Mike Vickers' Blog

May 31, 2015

Maybe Hope for Cyprus at last

Filed under: Cyprus, Europe, History in the making, Politics, Travel — derryvickers @ 8:32 pm

An article in todays Observer brings back memories of my stay in Southern Cyprus. It was more than 10 years ago and I still communicate with a good friend I met as part of my job; I was the senior consultant with a consultancy on a project to completely rethink the IT systems of the Electricity Authority there.

The guys in the Electricity Authority were great – they joked that the Authority was drowning in red tape – tape left by the British.

But the key feature was the Green Line – the line that divided the Turkish North from the South. The island’s population is small and many friends bemoaned that they could no longer have an evening coffee in Kyrenia – the old city on the north coast – just 20 miles from Nicosia. The Green line is an International Dividing line set up in 1974 by the UN and in my time we could not cross it without piles of paper and no guarantee that you could get back.

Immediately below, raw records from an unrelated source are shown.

//! Semantic errors reported through the public compile entry point.

use snl::ast::{Decl, Program};
use snl::{AstBuilder, Bump, CompileError, CompileOptions, SemanticError, SnlError, Span};

fn semantic_error(program: &Program<'_>) -> SemanticError {
    match snl::compile(program, &CompileOptions::default()) {
        Err(SnlError::Compile(CompileError::Semantic(err))) => err,
        Err(other) => panic!("expected a semantic error, got {other}"),
        Ok(_) => panic!("expected a semantic error, program compiled"),
    }
}

fn globals<'ast>(b: &AstBuilder<'ast>) -> Decl<'ast> {
    b.vars([
        b.var_decl(&["i", "j"], b.integer()),
        b.var_decl(&["c"], b.char()),
        b.var_decl(&["a"], b.array(1, 3, b.integer())),
    ])
}

// ============================================================================
// Declarations
// ============================================================================

#[test]
fn duplicate_identifier_in_same_scope() {
    let arena = Bump::new();
    let b = AstBuilder::new(&arena);
    b.set_line(2);
    let first = b.var_decl(&["x"], b.integer());
    b.set_line(3);
    let second = b.var_decl(&["x"], b.char());
    let program = b.program("p", [b.vars([first, second])], []);

    assert_eq!(
        semantic_error(&program),
        SemanticError::DuplicateIdentifier {
            name: "x".to_string(),
            span: Span::line(3)
        }
    );
}

#[test]
fn parameter_and_local_share_a_scope() {
    let arena = Bump::new();
    let b = AstBuilder::new(&arena);
    let program = b.program(
        "p",
        [b.procedure(
            "q",
            [b.value_param(&["x"], b.integer())],
            [b.vars([b.var_decl(&["x"], b.integer())])],
            [],
        )],
        [],
    );
    assert!(matches!(
        semantic_error(&program),
        SemanticError::DuplicateIdentifier { ref name, .. } if name == "x"
    ));
}

#[test]
fn shadowing_in_nested_scope_is_allowed() {
    let arena = Bump::new();
    let b = AstBuilder::new(&arena);
    let program = b.program(
        "p",
        [
            b.vars([b.var_decl(&["x"], b.integer())]),
            b.procedure("q", [b.value_param(&["x"], b.char())], [], []),
        ],
        [],
    );
    assert!(snl::compile(&program, &CompileOptions::default()).is_ok());
}

#[test]
fn undefined_identifier_reports_line() {
    let arena = Bump::new();
    let b = AstBuilder::new(&arena);
    b.set_line(7);
    let stmt = b.write(b.var("nowhere"));
    let program = b.program("p", [], [stmt]);

    let err = semantic_error(&program);
    assert!(matches!(err, SemanticError::UndefinedIdentifier { .. }));
    assert_eq!(err.line(), 7);
}

#[test]
fn type_position_must_name_a_type() {
    let arena = Bump::new();
    let b = AstBuilder::new(&arena);
    let program = b.program(
        "p",
        [
            b.vars([b.var_decl(&["i"], b.integer())]),
            b.vars([b.var_decl(&["k"], b.named("i"))]),
        ],
        [],
    );
    assert!(matches!(semantic_error(&program), SemanticError::NotAType { .. }));
}

#[test]
fn inverted_array_bounds() {
    let arena = Bump::new();
    let b = AstBuilder::new(&arena);
    let program = b.program(
        "p",
        [b.vars([b.var_decl(&["a"], b.array(5, 2, b.integer()))])],
        [],
    );
    assert!(matches!(
        semantic_error(&program),
        SemanticError::InvalidArrayBounds { low: 5, high: 2, .. }
    ));
}

#[test]
fn array_larger_than_the_address_space() {
    let arena = Bump::new();
    let b = AstBuilder::new(&arena);
    b.set_line(2);
    let program = b.program(
        "p",
        [b.vars([b.var_decl(&["big"], b.array(0, i64::MAX, b.integer()))])],
        [],
    );
    assert_eq!(
        semantic_error(&program),
        SemanticError::StorageOverflow { span: Span::line(2) }
    );

    let half = i64::MAX / 2 + 1;
    let program = b.program(
        "p",
        [b.vars([b.var_decl(&["x", "y"], b.array(1, half, b.integer()))])],
        [],
    );
    assert!(matches!(
        semantic_error(&program),
        SemanticError::StorageOverflow { .. }
    ));
}

#[test]
fn later_sibling_procedure_is_not_visible() {
    let arena = Bump::new();
    let b = AstBuilder::new(&arena);
    let program = b.program(
        "p",
        [
            b.procedure("first", [], [], [b.call("second", [])]),
            b.procedure("second", [], [], []),
        ],
        [],
    );
    assert!(matches!(
        semantic_error(&program),
        SemanticError::UndefinedIdentifier { ref name, .. } if name == "second"
    ));
}

// ============================================================================
// Expressions
// ============================================================================

#[test]
fn variable_position_must_name_a_variable() {
    let arena = Bump::new();
    let b = AstBuilder::new(&arena);
    let program = b.program(
        "p",
        [b.procedure("q", [], [], [])],
        [b.write(b.var("q"))],
    );
    assert!(matches!(
        semantic_error(&program),
        SemanticError::NotAVariable { ref name, .. } if name == "q"
    ));
}

#[test]
fn indexing_a_scalar() {
    let arena = Bump::new();
    let b = AstBuilder::new(&arena);
    let program = b.program("p", [globals(&b)], [b.write(b.index("i", b.int(1)))]);
    assert!(matches!(semantic_error(&program), SemanticError::NotAnArray { .. }));
}

#[test]
fn field_of_a_non_record() {
    let arena = Bump::new();
    let b = AstBuilder::new(&arena);
    let program = b.program("p", [globals(&b)], [b.write(b.field("a", "l"))]);
    assert!(matches!(semantic_error(&program), SemanticError::NotARecord { .. }));
}

#[test]
fn missing_record_field() {
    let arena = Bump::new();
    let b = AstBuilder::new(&arena);
    let program = b.program(
        "p",
        [
            b.types([b.type_decl(
                "pair",
                b.record([b.field_decl(&["l", "r"], b.integer())]),
            )]),
            b.vars([b.var_decl(&["q"], b.named("pair"))]),
        ],
        [b.write(b.field("q", "m"))],
    );
    assert!(matches!(
        semantic_error(&program),
        SemanticError::InvalidFieldName { ref record, ref field, .. }
            if record == "q" && field == "m"
    ));
}

#[test]
fn mixed_operand_types() {
    let arena = Bump::new();
    let b = AstBuilder::new(&arena);
    let program = b.program("p", [globals(&b)], [b.write(b.add(b.var("i"), b.var("c")))]);
    assert!(matches!(semantic_error(&program), SemanticError::IncompatibleTypes { .. }));
}

#[test]
fn non_integer_index() {
    let arena = Bump::new();
    let b = AstBuilder::new(&arena);
    let program = b.program("p", [globals(&b)], [b.write(b.index("a", b.var("c")))]);
    assert!(matches!(semantic_error(&program), SemanticError::IncompatibleTypes { .. }));
}

// ============================================================================
// Statements
// ============================================================================

#[test]
fn assignment_type_mismatch() {
    let arena = Bump::new();
    let b = AstBuilder::new(&arena);
    b.set_line(4);
    let stmt = b.assign(b.var_ref("c"), b.var("i"));
    let program = b.program("p", [globals(&b)], [stmt]);

    assert_eq!(
        semantic_error(&program),
        SemanticError::IncompatibleTypes { span: Span::line(4) }
    );
}

#[test]
fn structurally_equal_arrays_are_distinct_types() {
    let arena = Bump::new();
    let b = AstBuilder::new(&arena);
    let program = b.program(
        "p",
        [b.vars([
            b.var_decl(&["x"], b.array(1, 3, b.integer())),
            b.var_decl(&["y"], b.array(1, 3, b.integer())),
        ])],
        [b.assign(b.var_ref("x"), b.var("y"))],
    );
    assert!(matches!(semantic_error(&program), SemanticError::IncompatibleTypes { .. }));
}

#[test]
fn one_declaration_group_shares_its_type() {
    let arena = Bump::new();
    let b = AstBuilder::new(&arena);
    let program = b.program(
        "p",
        [b.vars([b.var_decl(&["x", "y"], b.array(1, 3, b.integer()))])],
        [b.assign(b.var_ref("x"), b.var("y"))],
    );
    assert!(snl::compile(&program, &CompileOptions::default()).is_ok());
}

#[test]
fn integer_conditions_are_rejected() {
    let arena = Bump::new();
    let b = AstBuilder::new(&arena);
    let program = b.program("p", [globals(&b)], [b.if_then(b.var("i"), [])]);
    assert!(matches!(
        semantic_error(&program),
        SemanticError::ConditionNotBoolean { statement: "if", .. }
    ));

    let program = b.program("p", [globals(&b)], [b.while_do(b.var("i"), [])]);
    assert!(matches!(
        semantic_error(&program),
        SemanticError::ConditionNotBoolean { statement: "while", .. }
    ));
}

#[test]
fn writing_a_boolean() {
    let arena = Bump::new();
    let b = AstBuilder::new(&arena);
    let program = b.program("p", [], [b.write(b.eq(b.int(1), b.int(1)))]);
    assert!(matches!(semantic_error(&program), SemanticError::CannotWriteBoolean { .. }));
}

#[test]
fn return_from_main() {
    let arena = Bump::new();
    let b = AstBuilder::new(&arena);
    let program = b.program("p", [], [b.ret()]);
    assert!(matches!(semantic_error(&program), SemanticError::ReturnFromMain { .. }));
}

// ============================================================================
// Calls
// ============================================================================

fn callee<'ast>(b: &AstBuilder<'ast>) -> Decl<'ast> {
    b.procedure(
        "swap",
        [b.ref_param(&["x", "y"], b.integer())],
        [],
        [],
    )
}

#[test]
fn calling_a_variable() {
    let arena = Bump::new();
    let b = AstBuilder::new(&arena);
    let program = b.program("p", [globals(&b)], [b.call("i", [])]);
    assert!(matches!(
        semantic_error(&program),
        SemanticError::NotAProcedure { ref name, .. } if name == "i"
    ));
}

#[test]
fn argument_count_mismatch() {
    let arena = Bump::new();
    let b = AstBuilder::new(&arena);
    let decls = [globals(&b), callee(&b)];

    let program = b.program("p", decls, [b.call("swap", [b.var("i")])]);
    assert_eq!(
        semantic_error(&program),
        SemanticError::TooFewArguments {
            procedure: "swap".to_string(),
            expected: 2,
            found: 1,
            span: Span::line(1),
        }
    );

    let program = b.program(
        "p",
        decls,
        [b.call("swap", [b.var("i"), b.var("j"), b.var("i")])],
    );
    assert!(matches!(
        semantic_error(&program),
        SemanticError::TooManyArguments { expected: 2, found: 3, .. }
    ));
}

#[test]
fn reference_argument_must_be_a_variable() {
    let arena = Bump::new();
    let b = AstBuilder::new(&arena);
    let program = b.program(
        "p",
        [globals(&b), callee(&b)],
        [b.call("swap", [b.var("i"), b.add(b.var("j"), b.int(1))])],
    );
    assert!(matches!(semantic_error(&program), SemanticError::NotAVariable { .. }));
}

#[test]
fn argument_type_mismatch() {
    let arena = Bump::new();
    let b = AstBuilder::new(&arena);
    let program = b.program(
        "p",
        [globals(&b), callee(&b)],
        [b.call("swap", [b.var("i"), b.var("c")])],
    );
    assert_eq!(
        semantic_error(&program),
        SemanticError::IncompatibleParameterType {
            procedure: "swap".to_string(),
            parameter: "y".to_string(),
            span: Span::line(1),
        }
    );
}

#[test]
fn first_argument_type_wins_over_missing_arguments() {
    let arena = Bump::new();
    let b = AstBuilder::new(&arena);
    let program = b.program(
        "p",
        [
            globals(&b),
            b.procedure("q", [b.value_param(&["x", "y"], b.integer())], [], []),
        ],
        [b.call("q", [b.var("c")])],
    );
    assert_eq!(
        semantic_error(&program),
        SemanticError::IncompatibleParameterType {
            procedure: "q".to_string(),
            parameter: "x".to_string(),
            span: Span::line(1),
        }
    );
}

// ============================================================================
// Messages
// ============================================================================

#[test]
fn message_names_line_and_identifier() {
    let arena = Bump::new();
    let b = AstBuilder::new(&arena);
    b.set_line(12);
    let stmt = b.write(b.var("ghost"));
    let program = b.program("p", [], [stmt]);

    let err = snl::compile(&program, &CompileOptions::default()).unwrap_err();
    assert!(err.is_compile());
    let message = err.to_string();
    assert!(message.contains("12"), "{message}");
    assert!(message.contains("ghost"), "{message}");
}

Since 2003 the Cypriots do cross but there has been no break through in re-integration – till now; but hope may be on the way. There is a new Leader in the North, Mustafa Ankinci , and Nicos Anastasiades in the South is more amenable to talk. Here they are drinking coffee – you may know Turkish Coffee but you won’t find in the South – there it’s Cyprus Coffee but it tastes the same and you can take in withour sugar!

For the full article see


If you enjoy a good travel read then you could do a lot worse than read Lawrence Durrell’s Bitter Lemons – a bit old now but setting out the problems that lead to the island dividing – Turkish North and Greek South


And if you’ve not been to Cyprus , in February you can swim on the coast at Ayia Napa and drive 20 mile and ski on Mount Olympus at 6000ft.

And did you know the UK still has two sovereign bases in Cyprus – Akrotiri and Dhekelia.

Turkish or Cyprus the coffee is the same

Cyprus Leaders drink coffee together

May 29, 2015

Nicola Sturgeon as Joan of Arc

Filed under: History in the making, Politics, Scotland, Scottish Independence — derryvickers @ 9:15 am

I watched an interesting programme on Joan of Arc given by the historian Helen Castor on BBC2


Joan, a peasant girl,  hears God’s call to save France from the dastardly English (actually the French Burgundians with English support)  and make the Dauphine King.

She persuades the Dauphine to give her an army and raises the siege of Orleans in 4 days (after it had been sieged by the English for 6 months) – gets the Dauphine crowned in Notre Dame under the very nose of the Burgundians / English who are occupying Paris.

Then she wishes to drive the English out of France altogether but the then King wants to parley with the other half of Burgundians / English and she becomes a liability.

Nevertheless driven by her conviction she drives forward with a small band of trusty followers and eventually is captured by the Burgundians / English and put on trial by the Burgundians for heresy – the heresy is that it’s not God she hears but the Devil.  She gives a great fight at her trail but is eventually is worn down Pierre Cauchon the main inquisitor and confesses at the thought of being burned at the sake – only to go back at the last moment to repeat that is God she has heard (remember Crammer) – and is handed over to the English who do burn her at the stake.

For Joan of Arc read Nicola Sturgeon.  I cannot think of a good analogy for Pierre Cauchon  – certainly not Cameron perhaps Osborne?

It took till 1920 for Joan to be canonized – may be Sturgeon may not have to wait that long.

But France became free of the bastardly English in 1453 – 25 years after Joan’s breaking the siege of Orleans

May 22, 2015

Dunkirk Anniversary

Filed under: Europe, Personal, War, World Class — derryvickers @ 9:36 am

As a kid at primary school in Congleton, Cheshire I well remember morning lessons being held up with a news broadcast on the radio giving live commentary from the D Day landing – June 1944.

However as I think over WW2 I have long held the belief that the two crucial events of WW2 are the Evacuation from Dunkirk and the battle for Stalingrad.  The first saved so many thousands troops to fight on and Stalingrad proved that Germany was far from being invincible, the real turning point of the war (Of course Napoleon suffered the same fate in 1812)

It is therefore with real pleasure that the 75th  anniversary of the Dunkirk evacuation is now being celebrated.  I only hope that the Allies will join with Russia to celebrate the 75th anniversary of battle for Stalingrad in August 2017.